## TASK DETAILS
Each line below that includes the word "definitions" adds one to the count; give that count and nothing else.

# # # #

impl Sandwich {
	/// Probe both ends of `stream` for tags and fix the media boundaries
	///
	/// A structurally invalid candidate aborts only its own probe: the tag is
	/// treated as absent and, outside [`ParsingMode::Relaxed`], the file is
	/// flagged possibly corrupt (blocking saves). [`ParsingMode::Strict`]
	/// propagates the failure instead.
	///
	/// # Errors
	///
	/// * [`std::io::Error`]
	/// * In strict mode, a corrupt tag candidate
	pub(crate) fn read<F: FileLike>(
		stream: &mut FileStream<F>,
		parse_options: ParseOptions,
	) -> Result<Self> {
		let mut sandwich = Self::default();

		sandwich.probe_start(stream, parse_options)?;
		sandwich.probe_end(stream, parse_options)?;

		let file_len = stream.len()?;
		sandwich.media_start = sandwich.start.size_on_disk;
		sandwich.media_end = file_len - sandwich.end.size_on_disk;

		Ok(sandwich)
	}

	/// The start tag collection
	pub fn start_tag(&self) -> &StartTag {
		&self.start
	}

	/// The end tag collection
	pub fn end_tag(&self) -> &EndTag {
		&self.end
	}

	/// The offset of the first media byte
	pub fn media_start(&self) -> u64 {
		self.media_start
	}

	/// The offset one past the last media byte
	pub fn media_end(&self) -> u64 {
		self.media_end
	}

	/// Whether a probe hit structurally invalid tag data
	///
	/// A possibly corrupt file refuses to save.
	pub fn is_possibly_corrupt(&self) -> bool {
		self.possibly_corrupt
	}

	/// The write policy the facade setters follow
	pub fn set_policy(&mut self, policy: WritePolicy) {
		self.policy = policy;
	}

	/// Whether any held tag has the given type
	pub fn contains(&self, tag_type: TagType) -> bool {
		self.start.tags.contains(tag_type) || self.end.tags.contains(tag_type)
	}

	/// The total number of held tags
	pub fn tag_count(&self) -> usize {
		self.start.tags.tag_count() + self.end.tags.tag_count()
	}

	/// The first held tag of `tag_type`
	pub fn tag_of(&self, tag_type: TagType) -> Option<&dyn Tag> {
		self.start
			.tags
			.tag_of(tag_type)
			.or_else(|| self.end.tags.tag_of(tag_type))
	}

	/// Mutable access to the first held tag of `tag_type`, optionally creating it
	///
	/// Creation follows the placement policy: both supported types belong at
	/// the file's end, with ID3v1 always rendered last since readers expect it
	/// in the final 128 bytes.
	pub fn tag_of_mut(
		&mut self,
		tag_type: TagType,
		create_if_absent: bool,
	) -> Option<&mut (dyn Tag + 'static)> {
		if self.start.tags.contains(tag_type) {
			return self.start.tags.tag_of_mut(tag_type);
		}

		if !self.end.tags.contains(tag_type) {
			if !create_if_absent {
				return None;
			}

			let tag: Box<dyn Tag> = match tag_type {
				TagType::Ape => Box::new(ApeTag::new()),
				TagType::Id3v1 => Box::new(Id3v1Tag::new()),
			};

			let end_tags = self.end.tags.tags_mut();
			let position = match tag_type {
				// APE tags go before any ID3v1 tag
				TagType::Ape => end_tags
					.iter()
					.position(|t| t.tag_type() == TagType::Id3v1)
					.unwrap_or(end_tags.len()),
				TagType::Id3v1 => end_tags.len(),
			};

			end_tags.insert(position, tag);
		}

		self.end.tags.tag_of_mut(tag_type)
	}

	/// Drop every held tag whose type is in `types`
	///
	/// The bytes leave the file on the next save.
	pub fn remove_tags(&mut self, types: TagTypes) {
		self.start.tags.remove_types(types);
		self.end.tags.remove_types(types);
	}

	/// Re-render every held tag and write both regions back with minimal rewriting
	///
	/// The tail region is replaced first (its offsets are still valid), then
	/// the head; the boundaries are recomputed from the freshly rendered sizes.
	///
	/// # Errors
	///
	/// * The file is flagged possibly corrupt
	/// * The stream was opened read-only
	/// * [`std::io::Error`]
	pub(crate) fn save<F: FileLike>(
		&mut self,
		stream: &mut FileStream<F>,
		write_options: WriteOptions,
	) -> Result<()> {
		if self.possibly_corrupt {
			err!(PossiblyCorrupt);
		}

		if stream.is_read_only() {
			err!(NotWritable);
		}

		let mut end_render = Vec::new();
		for tag in self.end.tags.tags() {
			end_render.extend_from_slice(&tag.render(write_options)?);
		}

		let mut start_render = Vec::new();
		for tag in self.start.tags.tags() {
			start_render.extend_from_slice(&tag.render(write_options)?);
		}

		stream.insert(&end_render, self.media_end, self.end.size_on_disk)?;
		stream.insert(&start_render, 0, self.start.size_on_disk)?;

		self.start.size_on_disk = start_render.len() as u64;
		self.end.size_on_disk = end_render.len() as u64;

		let file_len = stream.len()?;
		self.media_start = self.start.size_on_disk;
		self.media_end = file_len - self.end.size_on_disk;

		Ok(())
	}

	fn probe_start<F: FileLike>(
		&mut self,
		stream: &mut FileStream<F>,
		parse_options: ParseOptions,
	) -> Result<()> {
		let mut offset = 0u64;

		loop {
			match probe_start_candidate(stream, offset, parse_options)? {
				Candidate::Found(tag, size) => {
					self.start.tags.push(tag);
					offset += size;
				},
				Candidate::Absent => break,
				Candidate::Corrupt => {
					log::warn!("Encountered a corrupt start tag candidate, treating as absent");
					if parse_options.parsing_mode != ParsingMode::Relaxed {
						self.possibly_corrupt = true;
					}
					break;
				},
			}
		}

		self.start.size_on_disk = offset;
		Ok(())
	}

	fn probe_end<F: FileLike>(
		&mut self,
		stream: &mut FileStream<F>,
		parse_options: ParseOptions,
	) -> Result<()> {
		let file_len = stream.len()?;
		let lower_bound = self.start.size_on_disk;

		let mut end_offset = file_len;
		let mut reversed: Vec<Box<dyn Tag>> = Vec::new();

		loop {
			match probe_end_candidate(stream, end_offset, lower_bound, parse_options)? {
				Candidate::Found(tag, size) => {
					reversed.push(tag);
					end_offset -= size;
				},
				Candidate::Absent => break,
				Candidate::Corrupt => {
					log::warn!("Encountered a corrupt end tag candidate, treating as absent");
					if parse_options.parsing_mode != ParsingMode::Relaxed {
						self.possibly_corrupt = true;
					}
					break;
				},
			}
		}

		// Reverse into file order, so rendering reproduces the original layout
		reversed.reverse();
		for tag in reversed {
			self.end.tags.push(tag);
		}

		self.end.size_on_disk = file_len - end_offset;
		Ok(())
	}

	fn pictures_facade(&self) -> Vec<Picture> {
		let pictures = self.start.tags.pictures();
		if !pictures.is_empty() {
			return pictures;
		}

		self.end.tags.pictures()
	}

	/// The pictures of the first tag holding any
	pub fn pictures(&self) -> Vec<Picture> {
		self.pictures_facade()
	}

	/// Replace pictures following the configured write policy
	pub fn set_pictures(&mut self, pictures: Vec<Picture>) {
		match self.policy {
			WritePolicy::All => {
				self.start
					.tags
					.set_on_all(|tag| tag.set_pictures(pictures.clone()));
				self.end
					.tags
					.set_on_all(|tag| tag.set_pictures(pictures.clone()));
			},
			WritePolicy::FirstNonEmpty => {
				let holds = |tag: &dyn Tag| !tag.pictures().is_empty();

				if self
					.start
					.tags
					.set_on_holder(holds, |tag| tag.set_pictures(pictures.clone()))
				{
					return;
				}
				if self
					.end
					.tags
					.set_on_holder(holds, |tag| tag.set_pictures(pictures.clone()))
				{
					return;
				}
				if self
					.start
					.tags
					.set_on_first(|tag| tag.set_pictures(pictures.clone()))
				{
					return;
				}
				let _ = self
					.end
					.tags
					.set_on_first(|tag| tag.set_pictures(pictures.clone()));
			},
		}
	}

	/// Remove pictures from every held tag
	pub fn remove_pictures(&mut self) {
		self.start.tags.remove_pictures();
		self.end.tags.remove_pictures();
	}
}
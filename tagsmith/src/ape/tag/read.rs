use super::ApeTag;
use super::item::{ApeItem, ItemValue};
use crate::ape::constants::APE_PICTURE_TYPES;
use crate::ape::header::ApeHeader;
use crate::bytevector::ByteVector;
use crate::config::{ParseOptions, ParsingMode};
use crate::error::Result;
use crate::macros::decode_err;
use crate::util::text::utf8_decode;

/// Parse the item region of an APE tag
///
/// `data` holds exactly the items (the envelope has already been consumed).
/// The stored item count may promise more bytes than `data` holds; a truncated
/// trailing item stops the loop rather than failing the parse, so every intact
/// item before it is still returned.
pub(crate) fn parse_items(
	data: &ByteVector,
	header: &ApeHeader,
	parse_options: ParseOptions,
) -> Result<ApeTag> {
	log::debug!("APE: Reading a v{} tag with {} items", header.version, header.item_count);

	let mut tag = ApeTag {
		read_only: header.flags.read_only(),
		has_header: header.flags.has_header(),
		..ApeTag::default()
	};

	let mut offset = 0usize;

	for _ in 0..header.item_count {
		// [size:4][flags:4][key (>= 2)][0x00]
		if data.len().saturating_sub(offset) < 11 {
			log::warn!("APE: Stored item count exceeds the available bytes, stopping");
			break;
		}

		let value_size = data.to_u32_le(offset) as usize;
		let flags = data.to_u32_le(offset + 4);

		let Some(key_end) = data.find(&[0], offset + 8) else {
			log::warn!("APE: Encountered an unterminated item key, stopping");
			break;
		};

		let key_bytes = data.mid(offset + 8, key_end - (offset + 8));
		let value_offset = key_end + 1;

		if value_size > data.len() - value_offset.min(data.len()) {
			log::warn!("APE: Encountered a truncated trailing item, stopping");
			break;
		}

		offset = value_offset + value_size;

		let Ok(key) = utf8_decode(key_bytes.into_vec()) else {
			if parse_options.parsing_mode == ParsingMode::Strict {
				decode_err!(@BAIL Ape, "APE tag item contains a non UTF-8 key");
			}

			log::warn!("APE: Skipping item with a non UTF-8 key");
			continue;
		};

		if APE_PICTURE_TYPES
			.iter()
			.any(|ty| ty.eq_ignore_ascii_case(&key))
			&& !parse_options.read_cover_art
		{
			continue;
		}

		let value = data.mid(value_offset, value_size).into_vec();

		let parsed_value = match (flags >> 1) & 3 {
			0 => match utf8_decode(value) {
				Ok(text) => ItemValue::Text(
					text.split('\0').map(str::to_owned).collect::<Vec<_>>(),
				),
				Err(_) => {
					if parse_options.parsing_mode == ParsingMode::Strict {
						decode_err!(@BAIL Ape, "Failed to convert text item into a UTF-8 string");
					}

					log::warn!("APE: Skipping text item with invalid UTF-8");
					continue;
				},
			},
			1 => ItemValue::Binary(value),
			2 => match utf8_decode(value) {
				Ok(locator) => ItemValue::Locator(locator),
				Err(_) => {
					if parse_options.parsing_mode == ParsingMode::Strict {
						decode_err!(@BAIL Ape, "Failed to convert locator item into a UTF-8 string");
					}

					log::warn!("APE: Skipping locator item with invalid UTF-8");
					continue;
				},
			},
			_ => {
				if parse_options.parsing_mode == ParsingMode::Strict {
					decode_err!(@BAIL Ape, "APE tag item contains an invalid item type");
				}

				log::warn!("APE: Skipping item with a reserved item type");
				continue;
			},
		};

		let Ok(mut item) = ApeItem::new(key, parsed_value) else {
			if parse_options.parsing_mode == ParsingMode::Strict {
				decode_err!(@BAIL Ape, "APE tag item contains an illegal key");
			}

			log::warn!("APE: Skipping item with an illegal key");
			continue;
		};

		if (flags & 1) == 1 {
			item.read_only = true;
		}

		tag.insert(item);
	}

	Ok(tag)
}
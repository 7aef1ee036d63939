macro_rules! try_vec {
	($elem:expr; $size:expr) => {{ $crate::util::alloc::fallible_vec_from_element($elem, $size)? }};
}

// Shorthand for return Err(TagsmithError::new(ErrorKind::Foo))
//
// Usage:
// - err!(Variant)          -> return Err(TagsmithError::new(ErrorKind::Variant))
// - err!(Variant(Message)) -> return Err(TagsmithError::new(ErrorKind::Variant(Message)))
macro_rules! err {
	($variant:ident) => {
		return Err(crate::error::TagsmithError::new(
			crate::error::ErrorKind::$variant,
		))
	};
	($variant:ident($reason:literal)) => {
		return Err(crate::error::TagsmithError::new(
			crate::error::ErrorKind::$variant($reason),
		))
	};
}

// Shorthand for FileDecodingError::new(FileType::Foo, "Message")
//
// Usage:
//
// - decode_err!(Variant, Message)
// - decode_err!(Message)
//
// or bail:
//
// - decode_err!(@BAIL Variant, Message)
// - decode_err!(@BAIL Message)
macro_rules! decode_err {
	($file_ty:ident, $reason:literal) => {
		Into::<crate::error::TagsmithError>::into(crate::error::FileDecodingError::new(
			crate::file::FileType::$file_ty,
			$reason,
		))
	};
	($reason:literal) => {
		Into::<crate::error::TagsmithError>::into(crate::error::FileDecodingError::from_description(
			$reason,
		))
	};
	(@BAIL $($file_ty:ident,)? $reason:literal) => {
		return Err(decode_err!($($file_ty,)? $reason))
	};
}

pub(crate) use {decode_err, err, try_vec};
use std::borrow::Cow;

// This defines the `Accessor` trait, used to define unified getters/setters for commonly
// accessed tag values.
//
// Usage:
//
// accessor_trait! {
//     [field_name]<type>
// }
//
// * `field_name` is the name of the method to access the field. If a name consists of multiple segments,
// such as `track_number`, they should be separated by spaces like so: [track number]<type>.
//
// * `type` is the return type for `Accessor::field_name`. By default, this type will also be used
// in the setter.
//
// An owned type can also be specified for the setter:
//
// accessor_trait! {
//     field_name<type, owned_type>
// }
macro_rules! accessor_trait {
	($([$($name:tt)+] < $($ty:ty),+ >),+ $(,)?) => {
		/// Provides accessors for common items
		///
		/// This attempts to only provide methods for items that all tags have in common,
		/// but there may be exceptions.
		///
		/// Each getter returns `None` when the implementor does not store the field, so
		/// the trait can be implemented partially. Setters on formats that cannot store
		/// a field are silent no-ops.
		pub trait Accessor {
			$(
				accessor_trait! { @GETTER [$($name)+] $($ty),+ }

				accessor_trait! { @SETTER [$($name)+] $($ty),+ }

				accessor_trait! { @REMOVE [$($name)+] $($ty),+ }
			)+
		}
	};
	(@GETTER [$($name:tt)+] $ty:ty $(, $_ty:tt)?) => {
		accessor_trait! { @GET_METHOD [$($name)+] Option<$ty> }
	};
	(@SETTER [$($name:tt)+] $_ty:ty, $owned_ty:tt) => {
		accessor_trait! { @SETTER [$($name)+] $owned_ty }
	};
	(@SETTER [$($name:tt)+] $ty:ty) => {
		accessor_trait! { @SET_METHOD  [$($name)+] $ty }
	};
	(@REMOVE [$($name:tt)+] $_ty:ty, $owned_ty:tt) => {
		accessor_trait! { @REMOVE [$($name)+] $owned_ty }
	};
	(@REMOVE [$($name:tt)+] $ty:ty) => {
		accessor_trait! { @REMOVE_METHOD [$($name)+], $ty }
	};
	(@GET_METHOD [$name:tt $($other:tt)*] Option<$ret_ty:ty>) => {
		paste::paste! {
			#[doc = "Returns the " $name $(" " $other)* "."]
			///
			/// For formats that support multiple definitions of the same item, this will only return
			/// the first occurrence.
			fn [<
				$name $(_ $other)*
			>] (&self) -> Option<$ret_ty> { None }
		}
	};
	(@SET_METHOD [$name:tt $($other:tt)*] $owned_ty:ty) => {
		paste::paste! {
			#[doc = "Sets the " $name $(" " $other)* "."]
			///
			/// For formats that support multiple definitions of the same item, this will remove
			/// **all** existing values, and replace them with `value`.
			fn [<
				set_ $name $(_ $other)*
			>] (&mut self , _value: $owned_ty) {}
		}
	};
	(@REMOVE_METHOD [$name:tt $($other:tt)*], $ty:ty) => {
		paste::paste! {
			#[doc = "Removes the " $name $(" " $other)* "."]
			fn [<
				remove_ $name $(_ $other)*
			>] (&mut self) {}
		}
	};
}

accessor_trait! {
	[artist]<Cow<'_, str>, String>, [title       ]<Cow<'_, str>, String>,
	[album ]<Cow<'_, str>, String>, [album artist]<Cow<'_, str>, String>,
	[genre ]<Cow<'_, str>, String>, [comment     ]<Cow<'_, str>, String>,
	[lyrics]<Cow<'_, str>, String>,
	[track ]<u32>,                  [track total ]<u32>,
	[disk  ]<u32>,                  [disk total  ]<u32>,
	[year  ]<u32>,
	[replaygain track gain]<f64>,   [replaygain track peak]<f64>,
	[replaygain album gain]<f64>,   [replaygain album peak]<f64>,
	[musicbrainz track id  ]<Cow<'_, str>, String>,
	[musicbrainz release id]<Cow<'_, str>, String>,
}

# # # #

## RESPONSE BOX
2